• WORK TASK: Your task is to find every line in the records that holds the string "escapes" and copy it.

■ ■ ■ ■

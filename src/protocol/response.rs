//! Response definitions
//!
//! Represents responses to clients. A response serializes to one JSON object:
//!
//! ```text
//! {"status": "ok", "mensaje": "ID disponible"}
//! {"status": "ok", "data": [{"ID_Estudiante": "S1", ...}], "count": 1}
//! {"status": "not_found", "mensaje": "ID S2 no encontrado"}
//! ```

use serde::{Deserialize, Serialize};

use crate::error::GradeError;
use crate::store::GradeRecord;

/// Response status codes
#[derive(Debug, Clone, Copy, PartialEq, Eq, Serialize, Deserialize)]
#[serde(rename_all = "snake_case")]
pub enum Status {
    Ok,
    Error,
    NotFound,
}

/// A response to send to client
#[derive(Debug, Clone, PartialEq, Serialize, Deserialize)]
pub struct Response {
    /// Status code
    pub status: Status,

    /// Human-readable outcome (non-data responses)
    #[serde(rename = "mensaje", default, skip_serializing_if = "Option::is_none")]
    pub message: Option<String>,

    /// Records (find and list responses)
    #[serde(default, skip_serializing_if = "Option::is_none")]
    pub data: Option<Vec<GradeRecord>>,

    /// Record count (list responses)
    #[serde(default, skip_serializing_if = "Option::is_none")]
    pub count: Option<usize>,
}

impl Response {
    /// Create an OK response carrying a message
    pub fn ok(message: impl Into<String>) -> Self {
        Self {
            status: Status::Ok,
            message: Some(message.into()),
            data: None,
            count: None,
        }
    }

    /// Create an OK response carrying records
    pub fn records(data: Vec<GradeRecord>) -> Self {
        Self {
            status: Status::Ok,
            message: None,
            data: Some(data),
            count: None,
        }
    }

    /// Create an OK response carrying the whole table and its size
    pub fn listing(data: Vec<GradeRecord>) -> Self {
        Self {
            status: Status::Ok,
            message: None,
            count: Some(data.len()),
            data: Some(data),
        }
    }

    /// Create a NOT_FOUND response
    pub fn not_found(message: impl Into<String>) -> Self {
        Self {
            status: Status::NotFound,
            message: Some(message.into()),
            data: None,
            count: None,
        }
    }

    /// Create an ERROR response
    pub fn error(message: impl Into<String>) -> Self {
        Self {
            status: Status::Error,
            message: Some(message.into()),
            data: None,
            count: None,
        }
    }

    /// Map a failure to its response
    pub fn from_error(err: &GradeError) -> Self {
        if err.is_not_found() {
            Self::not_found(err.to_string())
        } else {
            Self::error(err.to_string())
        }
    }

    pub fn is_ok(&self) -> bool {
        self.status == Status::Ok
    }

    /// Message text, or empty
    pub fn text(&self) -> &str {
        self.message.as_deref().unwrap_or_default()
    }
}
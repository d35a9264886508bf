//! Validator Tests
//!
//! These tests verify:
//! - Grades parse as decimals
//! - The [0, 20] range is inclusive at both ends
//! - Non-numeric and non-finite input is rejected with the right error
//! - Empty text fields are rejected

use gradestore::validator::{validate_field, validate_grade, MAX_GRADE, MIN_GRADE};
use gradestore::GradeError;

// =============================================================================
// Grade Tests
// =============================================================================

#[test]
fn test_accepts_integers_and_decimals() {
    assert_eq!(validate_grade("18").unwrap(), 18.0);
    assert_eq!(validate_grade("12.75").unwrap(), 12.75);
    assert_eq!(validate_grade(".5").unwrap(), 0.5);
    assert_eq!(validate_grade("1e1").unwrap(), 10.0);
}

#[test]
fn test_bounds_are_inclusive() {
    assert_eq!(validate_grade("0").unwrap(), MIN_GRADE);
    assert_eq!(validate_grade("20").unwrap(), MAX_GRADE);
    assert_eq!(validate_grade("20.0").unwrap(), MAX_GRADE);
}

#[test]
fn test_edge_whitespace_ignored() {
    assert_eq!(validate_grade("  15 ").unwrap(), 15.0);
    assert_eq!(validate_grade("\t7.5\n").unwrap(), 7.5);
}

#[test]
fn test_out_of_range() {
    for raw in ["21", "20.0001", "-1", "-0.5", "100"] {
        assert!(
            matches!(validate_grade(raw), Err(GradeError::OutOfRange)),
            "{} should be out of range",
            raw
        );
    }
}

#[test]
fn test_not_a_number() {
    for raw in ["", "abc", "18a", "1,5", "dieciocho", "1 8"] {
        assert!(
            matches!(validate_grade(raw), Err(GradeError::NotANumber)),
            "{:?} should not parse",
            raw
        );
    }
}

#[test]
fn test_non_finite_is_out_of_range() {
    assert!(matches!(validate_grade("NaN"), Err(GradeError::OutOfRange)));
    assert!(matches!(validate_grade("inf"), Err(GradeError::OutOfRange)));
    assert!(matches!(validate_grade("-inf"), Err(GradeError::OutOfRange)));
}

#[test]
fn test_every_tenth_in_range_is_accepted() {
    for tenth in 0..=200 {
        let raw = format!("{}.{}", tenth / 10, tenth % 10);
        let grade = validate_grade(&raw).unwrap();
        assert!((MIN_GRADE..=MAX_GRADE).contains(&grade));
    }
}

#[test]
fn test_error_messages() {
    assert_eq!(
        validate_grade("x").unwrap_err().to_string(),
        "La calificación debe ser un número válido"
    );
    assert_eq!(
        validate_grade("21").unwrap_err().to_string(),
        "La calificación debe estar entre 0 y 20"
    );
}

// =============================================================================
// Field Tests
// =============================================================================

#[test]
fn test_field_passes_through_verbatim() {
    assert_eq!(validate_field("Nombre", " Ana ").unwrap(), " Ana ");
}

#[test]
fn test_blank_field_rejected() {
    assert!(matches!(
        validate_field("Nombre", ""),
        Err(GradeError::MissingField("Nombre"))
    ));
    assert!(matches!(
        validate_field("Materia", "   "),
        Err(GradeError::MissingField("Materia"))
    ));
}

■ ■ ■ ■

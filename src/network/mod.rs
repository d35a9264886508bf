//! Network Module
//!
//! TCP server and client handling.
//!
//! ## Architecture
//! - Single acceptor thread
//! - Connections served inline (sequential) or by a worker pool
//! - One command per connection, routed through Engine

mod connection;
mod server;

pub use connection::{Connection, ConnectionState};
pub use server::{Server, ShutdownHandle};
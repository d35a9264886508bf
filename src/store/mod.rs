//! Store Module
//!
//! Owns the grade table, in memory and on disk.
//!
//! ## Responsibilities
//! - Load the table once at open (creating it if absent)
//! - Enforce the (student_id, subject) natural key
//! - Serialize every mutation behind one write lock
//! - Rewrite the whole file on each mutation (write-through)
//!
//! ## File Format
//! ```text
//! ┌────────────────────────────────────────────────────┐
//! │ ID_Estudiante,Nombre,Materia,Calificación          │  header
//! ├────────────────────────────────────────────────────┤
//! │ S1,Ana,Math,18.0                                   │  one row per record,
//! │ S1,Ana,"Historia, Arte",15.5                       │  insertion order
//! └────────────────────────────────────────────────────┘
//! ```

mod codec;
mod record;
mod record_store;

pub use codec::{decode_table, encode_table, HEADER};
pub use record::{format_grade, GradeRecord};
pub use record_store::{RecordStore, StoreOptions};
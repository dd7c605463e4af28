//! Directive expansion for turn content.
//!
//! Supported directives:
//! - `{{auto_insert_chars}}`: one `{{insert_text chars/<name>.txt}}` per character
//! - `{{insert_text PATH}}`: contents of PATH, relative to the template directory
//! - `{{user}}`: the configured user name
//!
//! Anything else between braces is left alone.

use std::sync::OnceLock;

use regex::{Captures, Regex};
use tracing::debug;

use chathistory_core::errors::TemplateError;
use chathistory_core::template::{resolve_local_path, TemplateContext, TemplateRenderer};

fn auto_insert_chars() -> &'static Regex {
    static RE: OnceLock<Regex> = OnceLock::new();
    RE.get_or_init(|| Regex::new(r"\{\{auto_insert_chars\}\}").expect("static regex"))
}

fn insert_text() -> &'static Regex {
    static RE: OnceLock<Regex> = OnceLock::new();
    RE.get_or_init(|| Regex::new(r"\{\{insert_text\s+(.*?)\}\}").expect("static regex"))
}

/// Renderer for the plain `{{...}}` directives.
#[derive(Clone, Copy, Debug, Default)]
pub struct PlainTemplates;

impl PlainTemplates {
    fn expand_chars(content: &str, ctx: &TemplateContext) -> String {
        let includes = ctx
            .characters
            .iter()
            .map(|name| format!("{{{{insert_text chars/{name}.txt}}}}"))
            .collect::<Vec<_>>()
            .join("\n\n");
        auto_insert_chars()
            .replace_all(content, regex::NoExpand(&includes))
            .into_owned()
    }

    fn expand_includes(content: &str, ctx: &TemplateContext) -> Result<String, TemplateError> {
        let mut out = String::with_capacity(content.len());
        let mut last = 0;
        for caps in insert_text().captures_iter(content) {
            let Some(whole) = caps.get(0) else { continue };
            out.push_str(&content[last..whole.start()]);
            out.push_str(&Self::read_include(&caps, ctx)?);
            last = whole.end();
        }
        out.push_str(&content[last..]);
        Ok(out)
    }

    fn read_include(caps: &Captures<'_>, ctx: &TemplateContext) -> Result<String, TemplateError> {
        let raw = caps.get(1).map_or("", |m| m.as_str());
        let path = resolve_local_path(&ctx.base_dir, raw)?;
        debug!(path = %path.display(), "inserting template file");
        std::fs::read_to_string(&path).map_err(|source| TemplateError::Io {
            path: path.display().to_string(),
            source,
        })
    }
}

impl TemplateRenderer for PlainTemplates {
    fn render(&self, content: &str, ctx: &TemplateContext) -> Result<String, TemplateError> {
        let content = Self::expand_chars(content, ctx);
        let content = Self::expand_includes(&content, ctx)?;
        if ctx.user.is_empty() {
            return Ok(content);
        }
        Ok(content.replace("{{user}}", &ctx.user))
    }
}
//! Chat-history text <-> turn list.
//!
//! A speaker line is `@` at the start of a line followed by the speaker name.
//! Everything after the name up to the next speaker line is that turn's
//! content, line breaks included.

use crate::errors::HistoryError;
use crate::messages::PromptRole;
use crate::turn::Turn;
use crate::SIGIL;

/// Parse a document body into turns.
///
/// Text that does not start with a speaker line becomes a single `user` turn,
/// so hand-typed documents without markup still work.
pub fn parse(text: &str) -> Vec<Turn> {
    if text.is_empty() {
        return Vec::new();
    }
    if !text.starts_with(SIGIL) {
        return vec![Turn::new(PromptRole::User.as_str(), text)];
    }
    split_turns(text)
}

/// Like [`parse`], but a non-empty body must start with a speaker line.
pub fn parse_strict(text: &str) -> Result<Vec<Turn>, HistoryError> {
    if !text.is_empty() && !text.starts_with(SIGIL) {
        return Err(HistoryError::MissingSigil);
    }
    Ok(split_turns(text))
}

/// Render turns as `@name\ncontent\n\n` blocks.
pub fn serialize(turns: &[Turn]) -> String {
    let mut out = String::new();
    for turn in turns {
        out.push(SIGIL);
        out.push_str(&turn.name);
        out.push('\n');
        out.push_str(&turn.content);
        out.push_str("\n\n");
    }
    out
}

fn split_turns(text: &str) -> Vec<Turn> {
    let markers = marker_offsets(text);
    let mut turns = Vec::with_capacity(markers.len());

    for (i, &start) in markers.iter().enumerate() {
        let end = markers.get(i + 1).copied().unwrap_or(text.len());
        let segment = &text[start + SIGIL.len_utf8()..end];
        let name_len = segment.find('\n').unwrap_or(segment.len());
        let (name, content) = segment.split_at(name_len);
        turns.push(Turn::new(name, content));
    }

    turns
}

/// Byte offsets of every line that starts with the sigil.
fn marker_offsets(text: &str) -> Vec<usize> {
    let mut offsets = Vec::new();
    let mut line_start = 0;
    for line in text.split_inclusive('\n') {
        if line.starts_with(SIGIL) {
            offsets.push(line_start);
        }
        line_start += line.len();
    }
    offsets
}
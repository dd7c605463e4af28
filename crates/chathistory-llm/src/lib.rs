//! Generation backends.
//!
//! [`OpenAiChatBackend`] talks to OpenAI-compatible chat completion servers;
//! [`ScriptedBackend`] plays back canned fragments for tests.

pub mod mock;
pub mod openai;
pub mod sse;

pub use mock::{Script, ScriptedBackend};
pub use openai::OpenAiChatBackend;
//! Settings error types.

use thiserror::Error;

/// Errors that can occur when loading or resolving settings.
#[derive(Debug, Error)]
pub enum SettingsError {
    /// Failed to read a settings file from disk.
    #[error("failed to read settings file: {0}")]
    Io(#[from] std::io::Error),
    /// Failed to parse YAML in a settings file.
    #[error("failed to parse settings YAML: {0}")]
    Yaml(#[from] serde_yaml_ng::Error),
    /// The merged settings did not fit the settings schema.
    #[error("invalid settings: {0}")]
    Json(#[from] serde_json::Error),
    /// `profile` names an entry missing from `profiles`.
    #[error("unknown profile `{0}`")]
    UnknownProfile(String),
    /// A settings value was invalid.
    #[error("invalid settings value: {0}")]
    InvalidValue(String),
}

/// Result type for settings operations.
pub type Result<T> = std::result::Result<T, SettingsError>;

■ ■ ■ ■

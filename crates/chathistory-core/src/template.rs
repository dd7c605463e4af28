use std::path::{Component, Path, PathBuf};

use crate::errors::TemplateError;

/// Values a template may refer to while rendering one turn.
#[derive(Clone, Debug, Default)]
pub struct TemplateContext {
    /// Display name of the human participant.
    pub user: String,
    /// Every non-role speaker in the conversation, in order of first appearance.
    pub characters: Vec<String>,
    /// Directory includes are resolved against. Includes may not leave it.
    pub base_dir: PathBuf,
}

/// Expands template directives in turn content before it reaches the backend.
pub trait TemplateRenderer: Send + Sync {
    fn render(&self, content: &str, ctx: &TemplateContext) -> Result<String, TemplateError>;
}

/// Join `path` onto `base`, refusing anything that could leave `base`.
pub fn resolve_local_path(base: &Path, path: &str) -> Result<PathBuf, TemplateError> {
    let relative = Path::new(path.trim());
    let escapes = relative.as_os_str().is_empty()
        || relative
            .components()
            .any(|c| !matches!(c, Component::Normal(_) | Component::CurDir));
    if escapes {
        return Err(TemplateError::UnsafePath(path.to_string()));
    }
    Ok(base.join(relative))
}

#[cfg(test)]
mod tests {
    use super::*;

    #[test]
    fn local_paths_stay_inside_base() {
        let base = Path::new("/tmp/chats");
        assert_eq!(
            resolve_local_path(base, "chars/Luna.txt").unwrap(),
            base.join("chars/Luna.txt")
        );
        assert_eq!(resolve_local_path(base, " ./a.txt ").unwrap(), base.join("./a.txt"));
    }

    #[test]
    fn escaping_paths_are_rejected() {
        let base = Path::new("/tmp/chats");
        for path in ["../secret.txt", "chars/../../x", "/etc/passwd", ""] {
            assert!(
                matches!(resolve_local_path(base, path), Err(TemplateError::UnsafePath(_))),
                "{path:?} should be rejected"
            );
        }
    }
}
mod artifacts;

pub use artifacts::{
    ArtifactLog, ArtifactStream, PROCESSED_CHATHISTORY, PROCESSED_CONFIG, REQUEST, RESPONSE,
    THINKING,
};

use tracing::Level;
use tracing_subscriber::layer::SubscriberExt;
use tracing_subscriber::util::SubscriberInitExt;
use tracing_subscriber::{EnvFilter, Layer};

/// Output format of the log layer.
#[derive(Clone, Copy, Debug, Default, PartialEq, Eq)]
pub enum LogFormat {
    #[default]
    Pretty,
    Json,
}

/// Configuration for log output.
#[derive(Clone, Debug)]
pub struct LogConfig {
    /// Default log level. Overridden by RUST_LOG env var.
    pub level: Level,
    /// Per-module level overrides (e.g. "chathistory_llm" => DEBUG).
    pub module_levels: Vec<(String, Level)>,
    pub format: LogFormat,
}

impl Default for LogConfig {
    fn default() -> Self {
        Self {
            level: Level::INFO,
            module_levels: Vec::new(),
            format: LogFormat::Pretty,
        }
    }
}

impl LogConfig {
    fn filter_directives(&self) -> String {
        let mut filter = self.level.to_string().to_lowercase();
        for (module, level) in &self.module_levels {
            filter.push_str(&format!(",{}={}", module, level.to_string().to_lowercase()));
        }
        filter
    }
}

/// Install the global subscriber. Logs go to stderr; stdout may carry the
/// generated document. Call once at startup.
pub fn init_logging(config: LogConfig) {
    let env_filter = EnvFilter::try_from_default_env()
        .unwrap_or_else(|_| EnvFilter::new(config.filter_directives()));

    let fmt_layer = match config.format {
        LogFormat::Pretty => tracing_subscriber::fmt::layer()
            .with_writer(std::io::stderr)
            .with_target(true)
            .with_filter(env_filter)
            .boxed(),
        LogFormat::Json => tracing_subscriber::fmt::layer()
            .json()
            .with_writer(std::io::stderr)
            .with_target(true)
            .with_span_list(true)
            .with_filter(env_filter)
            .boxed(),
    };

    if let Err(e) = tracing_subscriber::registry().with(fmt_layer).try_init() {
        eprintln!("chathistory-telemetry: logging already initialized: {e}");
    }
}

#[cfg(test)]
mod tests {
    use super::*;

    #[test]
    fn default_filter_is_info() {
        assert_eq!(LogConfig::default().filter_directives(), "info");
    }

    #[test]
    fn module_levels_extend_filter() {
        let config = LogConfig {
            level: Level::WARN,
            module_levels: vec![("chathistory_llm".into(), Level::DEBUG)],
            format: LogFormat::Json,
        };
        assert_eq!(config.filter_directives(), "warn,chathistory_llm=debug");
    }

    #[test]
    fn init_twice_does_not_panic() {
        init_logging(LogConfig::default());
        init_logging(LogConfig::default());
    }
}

■ ■ ■ ■

• ANSWER SPACE:
    let escapes = relative.as_os_str().is_empty()
    if escapes {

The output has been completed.